Nationally, things are changing quickly.
Choppy waters
Without help, schools are aggressors.
The recent breach of Powerschool, a K-12 software company based in California that serves 18,000 schools and approximately 60 million students, underlines the vulnerability of the school to cyber threats, says James, of the Center for American Progress. (Is Currently unknown how many students were affected by the violation).
The districts lack financial resources, infrastructure and experience to protect themselves and the students, says James. But the current administration could ensure that schools are not soft objectives, he adds.
However, the administration itself can represent an obstacle to digital access, since it works to cut capital programs.
When assuming the position, President Trump issued a Executive action To reverse what the directive called the diversity, the “radical and wasteful” diversity programs and initiatives. Following the order, hundreds of government websites that refer to diversity or equity were censored, and federal staff has been forced to say goodbye, says James.
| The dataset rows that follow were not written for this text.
//! Operating mode and its persistence
//!
//! The mode selects which SDK set a build needs. It is read once at the start
//! of every operation and passed down explicitly; where it is stored is the
//! business of a [`ModeStore`].

use crate::{Error, Result};
use serde::{Deserialize, Serialize};
use std::fmt;
use std::str::FromStr;

/// Build mode of the project
#[derive(Debug, Clone, Copy, PartialEq, Eq, Hash, Serialize, Deserialize)]
#[serde(rename_all = "lowercase")]
pub enum Mode {
    /// Lightweight testing build with the minimal SDK set
    Prototype,
    /// Production build with monetization and attribution SDKs
    Full,
}

impl Mode {
    pub fn as_str(&self) -> &'static str {
        match self {
            Mode::Prototype => "prototype",
            Mode::Full => "full",
        }
    }
}

impl fmt::Display for Mode {
    fn fmt(&self, f: &mut fmt::Formatter<'_>) -> fmt::Result {
        f.write_str(self.as_str())
    }
}

impl FromStr for Mode {
    type Err = Error;

    fn from_str(s: &str) -> Result<Self> {
        match s.trim().to_ascii_lowercase().as_str() {
            "prototype" | "proto" => Ok(Mode::Prototype),
            "full" | "production" => Ok(Mode::Full),
            other => Err(Error::InvalidMode(other.to_string())),
        }
    }
}

/// Persistent storage for the project's mode flag
///
/// `None` means the mode has never been chosen.
pub trait ModeStore {
    fn load_mode(&self) -> Result<Option<Mode>>;
    fn store_mode(&mut self, mode: Option<Mode>) -> Result<()>;
}

/// In-memory store, used by tests and dry runs
#[derive(Debug, Clone, Default)]
pub struct MemoryModeStore {
    mode: Option<Mode>,
}

impl MemoryModeStore {
    pub fn new(mode: Option<Mode>) -> Self {
        Self { mode }
    }
}

impl ModeStore for MemoryModeStore {
    fn load_mode(&self) -> Result<Option<Mode>> {
        Ok(self.mode)
    }

    fn store_mode(&mut self, mode: Option<Mode>) -> Result<()> {
        self.mode = mode;
        Ok(())
    }
}

#[cfg(test)]
mod tests {
    use super::*;

    #[test]
    fn test_parse_mode() {
        assert_eq!("prototype".parse::<Mode>().unwrap(), Mode::Prototype);
        assert_eq!(" Full ".parse::<Mode>().unwrap(), Mode::Full);
        assert!(matches!("beta".parse::<Mode>(), Err(Error::InvalidMode(_))));
    }

    #[test]
    fn test_memory_store() {
        let mut store = MemoryModeStore::default();
        assert_eq!(store.load_mode().unwrap(), None);
        store.store_mode(Some(Mode::Full)).unwrap();
        assert_eq!(store.load_mode().unwrap(), Some(Mode::Full));
    }
}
This could affect the impulse for greater digital access. For example, the recently reviewed National Educational technology Plan of the US Department of Education meant as a comprehensive national vision for the closure of digital divisions, widely adopted equity.
The Trump administration is also It is expected to try to dismantle widely The Department of Education, adding more precariousness.
The National technology Plan has not yet been affected, according to James. But she says it is worth paying attention to whether there is any inconvenience in the federal government's commitment to digital equity.
Currently, the results of these actions are not clear, says James.